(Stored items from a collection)
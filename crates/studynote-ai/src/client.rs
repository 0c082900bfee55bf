//! Typed HTTP client for the generative-language API.
//!
//! One endpoint (`models/{model}:generateContent`), two prompts: a
//! summarization prompt over note text and a study-guide prompt over a
//! topic. Generation parameters mirror what each prompt was tuned for.

use std::time::Duration;

use serde::{Deserialize, Serialize};

use studynote_core::StudyGuide;

use crate::error::{AiError, AiResult};
use crate::extract::extract_json_object;

/// Default API base URL.
pub const DEFAULT_BASE_URL: &str = "https://generativelanguage.googleapis.com/v1beta";

/// Default model name.
pub const DEFAULT_MODEL: &str = "gemini-2.0-flash";

/// Upper-bound duration for a single request, in seconds.
pub const DEFAULT_TIMEOUT_SECS: u64 = 40;

/// Default summary length in words when the caller gives none.
pub const DEFAULT_SUMMARY_WORDS: usize = 100;

/// Largest summary length a caller may request.
pub const MAX_SUMMARY_WORDS: usize = 500;

/// Configuration for the AI client.
#[derive(Debug, Clone)]
pub struct AiConfig {
    /// API key for the generative-language backend (secret).
    pub api_key: String,
    /// API base URL. Overridable for tests.
    pub base_url: String,
    /// Model name.
    pub model: String,
    /// Per-request timeout in seconds.
    pub timeout_secs: u64,
}

impl AiConfig {
    /// Build a configuration with defaults for everything but the key.
    pub fn new(api_key: impl Into<String>) -> Self {
        Self {
            api_key: api_key.into(),
            base_url: DEFAULT_BASE_URL.to_string(),
            model: DEFAULT_MODEL.to_string(),
            timeout_secs: DEFAULT_TIMEOUT_SECS,
        }
    }

    /// Load configuration from environment variables.
    ///
    /// Required:
    /// - `GEMINI_API_KEY`: API key
    ///
    /// Optional:
    /// - `GEMINI_BASE_URL`: API base URL
    /// - `GEMINI_MODEL`: model name (default: "gemini-2.0-flash")
    /// - `AI_TIMEOUT_SECS`: request timeout (default: 40)
    pub fn from_env() -> AiResult<Self> {
        let api_key = std::env::var("GEMINI_API_KEY").map_err(|_| AiError::MissingApiKey)?;

        let mut config = Self::new(api_key);
        if let Ok(base_url) = std::env::var("GEMINI_BASE_URL") {
            config.base_url = base_url;
        }
        if let Ok(model) = std::env::var("GEMINI_MODEL") {
            config.model = model;
        }
        if let Some(timeout) = std::env::var("AI_TIMEOUT_SECS")
            .ok()
            .and_then(|s| s.parse().ok())
        {
            config.timeout_secs = timeout;
        }

        Ok(config)
    }
}

// ============================================================================
// Wire types (external API contract)
// ============================================================================

#[derive(Debug, Serialize)]
struct GenerateContentRequest {
    contents: Vec<Content>,
    #[serde(rename = "generationConfig")]
    generation_config: GenerationConfig,
}

#[derive(Debug, Serialize)]
struct Content {
    parts: Vec<Part>,
}

#[derive(Debug, Serialize, Deserialize)]
struct Part {
    text: String,
}

#[derive(Debug, Clone, Copy, Serialize)]
struct GenerationConfig {
    temperature: f32,
    #[serde(rename = "topK")]
    top_k: u32,
    #[serde(rename = "topP")]
    top_p: f32,
    #[serde(rename = "maxOutputTokens")]
    max_output_tokens: u32,
}

#[derive(Debug, Deserialize)]
struct GenerateContentResponse {
    #[serde(default)]
    candidates: Vec<Candidate>,
}

#[derive(Debug, Deserialize)]
struct Candidate {
    content: Option<CandidateContent>,
}

#[derive(Debug, Deserialize)]
struct CandidateContent {
    #[serde(default)]
    parts: Vec<Part>,
}

// ============================================================================
// Client
// ============================================================================

/// Client for the generative-language API.
#[derive(Debug, Clone)]
pub struct GeminiClient {
    config: AiConfig,
    http: reqwest::Client,
}

impl GeminiClient {
    /// Create a client from configuration.
    pub fn new(mut config: AiConfig) -> Self {
        config.base_url = config.base_url.trim_end_matches('/').to_string();
        Self {
            config,
            http: reqwest::Client::new(),
        }
    }

    /// Summarize `text` in roughly `max_words` words.
    ///
    /// `max_words` of zero means the default (100); requests above the
    /// model-safe limit are clamped.
    pub async fn summarize(&self, text: &str, max_words: usize) -> AiResult<String> {
        if text.trim().is_empty() {
            return Err(AiError::EmptyInput("no text provided for summarization"));
        }

        let words = effective_summary_words(max_words);
        let prompt = summary_prompt(text, words);
        let generated = self
            .generate(
                prompt,
                GenerationConfig {
                    temperature: 0.4,
                    top_k: 32,
                    top_p: 0.95,
                    max_output_tokens: 1024,
                },
            )
            .await?;

        Ok(generated.trim().to_string())
    }

    /// Generate a study guide (summary, flashcards, quiz) for a topic.
    ///
    /// The model is prompted for JSON but not trusted to emit it cleanly:
    /// the response goes through extraction, parsing, and shape validation,
    /// failing closed with [`AiError::Parse`] at each step.
    pub async fn generate_study_guide(&self, topic: &str) -> AiResult<StudyGuide> {
        if topic.trim().is_empty() {
            return Err(AiError::EmptyInput("no topic provided"));
        }

        let prompt = study_guide_prompt(topic);
        let generated = self
            .generate(
                prompt,
                GenerationConfig {
                    temperature: 0.7,
                    top_k: 32,
                    top_p: 0.95,
                    max_output_tokens: 2048,
                },
            )
            .await?;

        parse_study_guide(&generated)
    }

    /// Send one generateContent request and return the candidate text.
    async fn generate(&self, prompt: String, generation_config: GenerationConfig) -> AiResult<String> {
        let url = format!(
            "{}/models/{}:generateContent?key={}",
            self.config.base_url, self.config.model, self.config.api_key
        );

        let body = GenerateContentRequest {
            contents: vec![Content {
                parts: vec![Part { text: prompt }],
            }],
            generation_config,
        };

        let response = self
            .http
            .post(&url)
            .json(&body)
            .timeout(Duration::from_secs(self.config.timeout_secs))
            .send()
            .await?;

        let status = response.status();
        if !status.is_success() {
            let message = response.text().await.unwrap_or_default();
            tracing::warn!(status = status.as_u16(), "generative-language API error");
            return Err(AiError::Api {
                status: status.as_u16(),
                message: truncate(&message, 300),
            });
        }

        let parsed: GenerateContentResponse = response.json().await?;
        candidate_text(parsed)
    }
}

// ============================================================================
// Prompts and response handling
// ============================================================================

fn summary_prompt(text: &str, max_words: usize) -> String {
    format!(
        "Please provide a concise summary of the following text in about {} words:\n\n{}",
        max_words, text
    )
}

fn study_guide_prompt(topic: &str) -> String {
    format!(
        r#"Create a comprehensive study guide for the topic: "{topic}"
Please provide the response in the following JSON format:
{{
  "summary": "A brief overview of the topic (about 150 words)",
  "flashcards": [
    {{ "front": "Question/term", "back": "Answer/definition" }}
  ],
  "quizQuestions": [
    {{
      "question": "The question text",
      "options": ["Option A", "Option B", "Option C", "Option D"],
      "correctAnswer": "The correct option"
    }}
  ]
}}
Include at least 5 flashcards and at least 3 quiz questions."#
    )
}

/// Resolve the requested summary length: zero means default, everything
/// is clamped to the model-safe maximum.
fn effective_summary_words(max_words: usize) -> usize {
    if max_words == 0 {
        DEFAULT_SUMMARY_WORDS
    } else {
        max_words.min(MAX_SUMMARY_WORDS)
    }
}

/// Pull the first candidate's text out of a generateContent response.
fn candidate_text(response: GenerateContentResponse) -> AiResult<String> {
    let text = response
        .candidates
        .into_iter()
        .next()
        .and_then(|c| c.content)
        .and_then(|c| c.parts.into_iter().next())
        .map(|p| p.text)
        .unwrap_or_default();

    if text.is_empty() {
        return Err(AiError::MalformedResponse(
            "response contained no candidate text".to_string(),
        ));
    }
    Ok(text)
}

/// Turn free-form model output into a validated study guide.
fn parse_study_guide(generated: &str) -> AiResult<StudyGuide> {
    let span = extract_json_object(generated)
        .ok_or_else(|| AiError::Parse("no JSON object in model output".to_string()))?;

    let guide: StudyGuide = serde_json::from_str(span)
        .map_err(|e| AiError::Parse(format!("embedded JSON invalid: {}", e)))?;

    guide
        .validate()
        .map_err(|e| AiError::Parse(e.to_string()))?;

    Ok(guide)
}

fn truncate(s: &str, max: usize) -> String {
    if s.len() <= max {
        s.to_string()
    } else {
        let mut end = max;
        while !s.is_char_boundary(end) {
            end -= 1;
        }
        format!("{}...", &s[..end])
    }
}
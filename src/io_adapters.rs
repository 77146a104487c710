use std::io::{Result as IoResult, Write};
use std::process::Stdio;

/// Memory-backed stdout for a command whose output is redirected.
///
/// Built-ins write into it directly; external programs are given a pipe whose
/// contents are copied in once the child has finished writing.
#[derive(Debug, Default)]
pub struct CaptureBuffer {
    buf: Vec<u8>,
}

impl CaptureBuffer {
    pub fn new() -> Self {
        Self::default()
    }

    pub fn as_bytes(&self) -> &[u8] {
        &self.buf
    }

    /// Consume the writer and return collected bytes.
    pub fn into_bytes(self) -> Vec<u8> {
        self.buf
    }
}

impl Write for CaptureBuffer {
    fn write(&mut self, data: &[u8]) -> IoResult<usize> {
        self.buf.extend_from_slice(data);
        Ok(data.len())
    }

    fn flush(&mut self) -> IoResult<()> {
        Ok(())
    }
}

impl crate::command::Stdout for CaptureBuffer {
    fn stdio(&self) -> Option<Stdio> {
        None
    }
}
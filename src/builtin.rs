use crate::command::{CommandFactory, ExecutableCommand, ExitCode, Status, Stdin, Stdout};
use crate::env::Environment;
use crate::error::ShellError;
use anyhow::{Context, Result};
use argh::{EarlyExit, FromArgs};
use std::env;
use std::fs;
use std::io::{self, Read, Write};

/// Text shown by `help` when no manual file is configured.
const MANUAL: &str = include_str!("../manual.txt");

/// Terminal escape sequence: cursor home, then clear to end of screen.
const CLEAR_SCREEN: &str = "\x1b[H\x1b[J";

/// Built-in commands known to the shell at compile time.
///
/// Builtins are parsed using the [`argh`] crate (`FromArgs`) and executed directly
/// in-process without spawning a child process.
pub(crate) trait BuiltinCommand: Sized + FromArgs {
    /// Canonical name of the command, e.g. "echo" or "cd".
    fn name() -> &'static str;

    /// Executes the command using provided IO streams and environment.
    ///
    /// Return value should follow shell conventions: 0 for success, non-zero for error.
    fn execute(
        self,
        stdin: &mut dyn Read,
        stdout: &mut dyn Write,
        env: &mut Environment,
    ) -> Result<ExitCode>;
}

impl<T: BuiltinCommand> ExecutableCommand for T {
    fn execute(
        self: Box<Self>,
        mut stdin: &mut dyn Stdin,
        mut stdout: &mut dyn Stdout,
        env: &mut Environment,
    ) -> Result<Status, ShellError> {
        let code = T::execute(*self, &mut stdin, &mut stdout, env)?;
        stdout.flush()?;
        Ok(Status::Exited(code))
    }
}

/// Stand-in produced when argh rejects the arguments (or `--help` was asked for).
struct InvalidArgs {
    output: String,
    is_error: bool,
}

impl ExecutableCommand for InvalidArgs {
    fn execute(
        self: Box<Self>,
        _stdin: &mut dyn Stdin,
        stdout: &mut dyn Stdout,
        _env: &mut Environment,
    ) -> Result<Status, ShellError> {
        writeln!(stdout, "{}", self.output.trim_end())?;
        Ok(Status::Exited(if self.is_error { 1 } else { 0 }))
    }
}

/// Keyword table entry for the builtin `T`.
pub(crate) struct Factory<T> {
    _phantom: std::marker::PhantomData<T>,
}

impl<T> Default for Factory<T> {
    fn default() -> Self {
        Self {
            _phantom: std::marker::PhantomData,
        }
    }
}

impl<T: BuiltinCommand + 'static> CommandFactory for Factory<T> {
    fn name(&self) -> &'static str {
        T::name()
    }

    fn create(&self, args: &[&str]) -> Box<dyn ExecutableCommand> {
        match T::from_args(&[T::name()], args) {
            Ok(cmd) => Box::new(cmd),
            Err(EarlyExit { output, status }) => Box::new(InvalidArgs {
                output,
                is_error: status.is_err(),
            }),
        }
    }
}

/// The shell's keywords, in table order.
pub(crate) fn registry() -> Vec<Box<dyn CommandFactory>> {
    vec![
        Box::new(Factory::<Cd>::default()),
        Box::new(Factory::<Clr>::default()),
        Box::new(Factory::<Dir>::default()),
        Box::new(Factory::<Environ>::default()),
        Box::new(Factory::<Echo>::default()),
        Box::new(Factory::<Help>::default()),
        Box::new(Factory::<Pause>::default()),
        Box::new(Factory::<Quit>::default()),
    ]
}

#[derive(FromArgs)]
/// Change the current working directory.
pub struct Cd {
    #[argh(positional, greedy)]
    /// directory to switch to; absolute or relative to the current directory.
    /// Further words are ignored.
    pub args: Vec<String>,
}

impl BuiltinCommand for Cd {
    fn name() -> &'static str {
        "cd"
    }

    fn execute(
        self,
        _stdin: &mut dyn Read,
        stdout: &mut dyn Write,
        env: &mut Environment,
    ) -> Result<ExitCode> {
        let Some(target) = self.args.first() else {
            writeln!(stdout, "No directory specified for cd command")?;
            return Ok(1);
        };
        log::debug!("cd: changing directory to '{target}'");

        let new_dir = env.resolve(target);
        let canonical = fs::canonicalize(&new_dir)
            .with_context(|| format!("cd: {}", new_dir.display()))?;
        if !canonical.is_dir() {
            anyhow::bail!("cd: {}: not a directory", new_dir.display());
        }

        env::set_current_dir(&canonical)
            .with_context(|| format!("cd: can't chdir to {}", canonical.display()))?;
        writeln!(stdout, "New directory: {}", canonical.display())?;
        env.current_dir = canonical;
        Ok(0)
    }
}

#[derive(FromArgs)]
/// Clear the terminal screen.
pub struct Clr {
    #[argh(positional, greedy)]
    /// ignored
    pub _args: Vec<String>,
}

impl BuiltinCommand for Clr {
    fn name() -> &'static str {
        "clr"
    }

    fn execute(
        self,
        _stdin: &mut dyn Read,
        stdout: &mut dyn Write,
        _env: &mut Environment,
    ) -> Result<ExitCode> {
        stdout.write_all(CLEAR_SCREEN.as_bytes())?;
        Ok(0)
    }
}

#[derive(FromArgs)]
/// List the entries of a directory, one per line.
pub struct Dir {
    #[argh(positional, greedy)]
    /// directory to list; defaults to the current directory.
    pub args: Vec<String>,
}

impl BuiltinCommand for Dir {
    fn name() -> &'static str {
        "dir"
    }

    fn execute(
        self,
        _stdin: &mut dyn Read,
        stdout: &mut dyn Write,
        env: &mut Environment,
    ) -> Result<ExitCode> {
        let dir = env.resolve(self.args.first().map(String::as_str).unwrap_or("."));
        let entries = fs::read_dir(&dir)
            .with_context(|| format!("dir: cannot open {}", dir.display()))?;

        let mut names = entries
            .map(|entry| entry.map(|e| e.file_name().to_string_lossy().into_owned()))
            .collect::<io::Result<Vec<_>>>()
            .with_context(|| format!("dir: cannot read {}", dir.display()))?;
        names.sort();

        writeln!(stdout, ".")?;
        writeln!(stdout, "..")?;
        for name in names {
            writeln!(stdout, "{name}")?;
        }
        Ok(0)
    }
}

#[derive(FromArgs)]
/// Print every environment variable as NAME=VALUE.
pub struct Environ {
    #[argh(positional, greedy)]
    /// ignored
    pub _args: Vec<String>,
}

impl BuiltinCommand for Environ {
    fn name() -> &'static str {
        "environ"
    }

    fn execute(
        self,
        _stdin: &mut dyn Read,
        stdout: &mut dyn Write,
        env: &mut Environment,
    ) -> Result<ExitCode> {
        for (key, value) in &env.vars {
            writeln!(stdout, "{key}={value}")?;
        }
        Ok(0)
    }
}

/// Write the arguments to standard output, separated by spaces, followed by a newline.
///
/// Every word is printed as-is, including ones that look like flags, so the
/// arguments are taken verbatim instead of going through argh's parser.
pub struct Echo {
    pub args: Vec<String>,
}

impl FromArgs for Echo {
    fn from_args(_command_name: &[&str], args: &[&str]) -> Result<Self, EarlyExit> {
        Ok(Echo {
            args: args.iter().map(|arg| arg.to_string()).collect(),
        })
    }
}

impl BuiltinCommand for Echo {
    fn name() -> &'static str {
        "echo"
    }

    fn execute(
        self,
        _stdin: &mut dyn Read,
        stdout: &mut dyn Write,
        _env: &mut Environment,
    ) -> Result<ExitCode> {
        writeln!(stdout, "{}", self.args.join(" "))?;
        Ok(0)
    }
}

#[derive(FromArgs)]
/// Show the shell manual.
pub struct Help {
    #[argh(positional, greedy)]
    /// ignored
    pub _args: Vec<String>,
}

impl BuiltinCommand for Help {
    fn name() -> &'static str {
        "help"
    }

    fn execute(
        self,
        _stdin: &mut dyn Read,
        stdout: &mut dyn Write,
        env: &mut Environment,
    ) -> Result<ExitCode> {
        match &env.manual {
            Some(manual) => {
                let path = env.resolve(manual);
                let mut file = fs::File::open(&path)
                    .with_context(|| format!("help: cannot open {}", path.display()))?;
                io::copy(&mut file, stdout)
                    .with_context(|| format!("help: cannot read {}", path.display()))?;
            }
            None => stdout.write_all(MANUAL.as_bytes())?,
        }
        Ok(0)
    }
}

#[derive(FromArgs)]
/// Wait until Enter is pressed.
pub struct Pause {
    #[argh(positional, greedy)]
    /// ignored
    pub _args: Vec<String>,
}

impl BuiltinCommand for Pause {
    fn name() -> &'static str {
        "pause"
    }

    fn execute(
        self,
        stdin: &mut dyn Read,
        stdout: &mut dyn Write,
        _env: &mut Environment,
    ) -> Result<ExitCode> {
        write!(stdout, "Press Enter to continue...")?;
        stdout.flush()?;

        // One byte at a time: a redirected stdin is shared with later
        // commands and must not be read past the newline.
        let mut byte = [0u8; 1];
        loop {
            match stdin.read(&mut byte) {
                Ok(0) => break,
                Ok(_) if byte[0] == b'\n' => break,
                Ok(_) => {}
                Err(e) if e.kind() == io::ErrorKind::Interrupted => {}
                Err(e) => return Err(e).context("pause: cannot read input"),
            }
        }
        Ok(0)
    }
}

#[derive(FromArgs)]
/// Exit the shell immediately.
pub struct Quit {
    #[argh(positional, greedy)]
    /// ignored
    pub _args: Vec<String>,
}

impl BuiltinCommand for Quit {
    fn name() -> &'static str {
        "quit"
    }

    fn execute(
        self,
        _stdin: &mut dyn Read,
        _stdout: &mut dyn Write,
        env: &mut Environment,
    ) -> Result<ExitCode> {
        env.should_exit = true;
        Ok(0)
    }
}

**What to work on:** Starting with the line with "the shell manual." above and going on through the line with "io::copy(&mut file, stdout)", transcribe every line exactly, both ends included, and add nothing.

**Expected answer:**
/// Show the shell manual.
pub struct Help {
    #[argh(positional, greedy)]
    /// ignored
    pub _args: Vec<String>,
}

impl BuiltinCommand for Help {
    fn name() -> &'static str {
        "help"
    }

    fn execute(
        self,
        _stdin: &mut dyn Read,
        stdout: &mut dyn Write,
        env: &mut Environment,
    ) -> Result<ExitCode> {
        match &env.manual {
            Some(manual) => {
                let path = env.resolve(manual);
                let mut file = fs::File::open(&path)
                    .with_context(|| format!("help: cannot open {}", path.display()))?;
                io::copy(&mut file, stdout)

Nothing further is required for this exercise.